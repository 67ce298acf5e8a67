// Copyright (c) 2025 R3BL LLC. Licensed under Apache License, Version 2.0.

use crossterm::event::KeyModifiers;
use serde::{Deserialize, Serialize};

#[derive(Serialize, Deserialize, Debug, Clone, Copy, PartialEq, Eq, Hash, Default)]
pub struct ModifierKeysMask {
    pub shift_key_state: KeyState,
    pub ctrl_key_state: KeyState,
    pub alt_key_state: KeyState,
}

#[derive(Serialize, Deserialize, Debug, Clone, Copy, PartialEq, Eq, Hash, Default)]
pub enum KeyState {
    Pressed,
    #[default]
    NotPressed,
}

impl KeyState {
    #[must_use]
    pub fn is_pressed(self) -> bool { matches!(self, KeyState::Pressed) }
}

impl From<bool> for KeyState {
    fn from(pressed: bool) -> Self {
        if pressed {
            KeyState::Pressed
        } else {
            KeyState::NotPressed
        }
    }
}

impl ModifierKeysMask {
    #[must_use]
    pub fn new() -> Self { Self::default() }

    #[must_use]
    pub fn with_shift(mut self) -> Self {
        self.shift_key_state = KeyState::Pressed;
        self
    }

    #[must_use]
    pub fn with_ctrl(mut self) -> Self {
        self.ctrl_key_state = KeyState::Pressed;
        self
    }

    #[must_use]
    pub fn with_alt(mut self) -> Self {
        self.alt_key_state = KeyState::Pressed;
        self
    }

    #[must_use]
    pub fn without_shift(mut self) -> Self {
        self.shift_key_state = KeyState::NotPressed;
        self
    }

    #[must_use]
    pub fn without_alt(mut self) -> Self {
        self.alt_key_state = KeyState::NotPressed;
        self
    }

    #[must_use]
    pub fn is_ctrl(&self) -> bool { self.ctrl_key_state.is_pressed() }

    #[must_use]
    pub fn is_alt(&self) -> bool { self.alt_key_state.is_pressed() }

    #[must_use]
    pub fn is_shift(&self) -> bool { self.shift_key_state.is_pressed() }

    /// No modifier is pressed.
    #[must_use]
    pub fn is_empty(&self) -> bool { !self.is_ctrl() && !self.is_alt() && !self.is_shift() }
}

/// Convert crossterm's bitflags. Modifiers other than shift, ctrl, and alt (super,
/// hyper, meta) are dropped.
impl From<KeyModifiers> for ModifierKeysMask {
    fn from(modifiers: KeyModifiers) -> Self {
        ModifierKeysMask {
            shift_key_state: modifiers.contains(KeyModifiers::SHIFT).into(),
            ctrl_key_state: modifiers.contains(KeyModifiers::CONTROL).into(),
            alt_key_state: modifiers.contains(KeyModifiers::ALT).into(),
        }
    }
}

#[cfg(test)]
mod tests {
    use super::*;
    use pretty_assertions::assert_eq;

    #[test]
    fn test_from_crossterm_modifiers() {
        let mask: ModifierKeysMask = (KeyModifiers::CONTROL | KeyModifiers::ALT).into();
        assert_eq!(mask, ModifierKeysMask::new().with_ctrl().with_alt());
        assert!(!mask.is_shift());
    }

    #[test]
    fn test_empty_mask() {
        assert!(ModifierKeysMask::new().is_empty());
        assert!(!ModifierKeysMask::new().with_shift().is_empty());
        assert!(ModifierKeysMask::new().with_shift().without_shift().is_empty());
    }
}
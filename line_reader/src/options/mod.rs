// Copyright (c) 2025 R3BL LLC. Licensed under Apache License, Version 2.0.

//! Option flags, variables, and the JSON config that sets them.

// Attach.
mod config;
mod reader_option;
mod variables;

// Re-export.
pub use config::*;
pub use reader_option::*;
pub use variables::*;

What you will do: Only the lines above that include the word "KeyModifiers" belong in the answer; copy each one.

Output for this task:
use crossterm::event::KeyModifiers;
impl From<KeyModifiers> for ModifierKeysMask {
    fn from(modifiers: KeyModifiers) -> Self {
            shift_key_state: modifiers.contains(KeyModifiers::SHIFT).into(),
            ctrl_key_state: modifiers.contains(KeyModifiers::CONTROL).into(),
            alt_key_state: modifiers.contains(KeyModifiers::ALT).into(),
        let mask: ModifierKeysMask = (KeyModifiers::CONTROL | KeyModifiers::ALT).into();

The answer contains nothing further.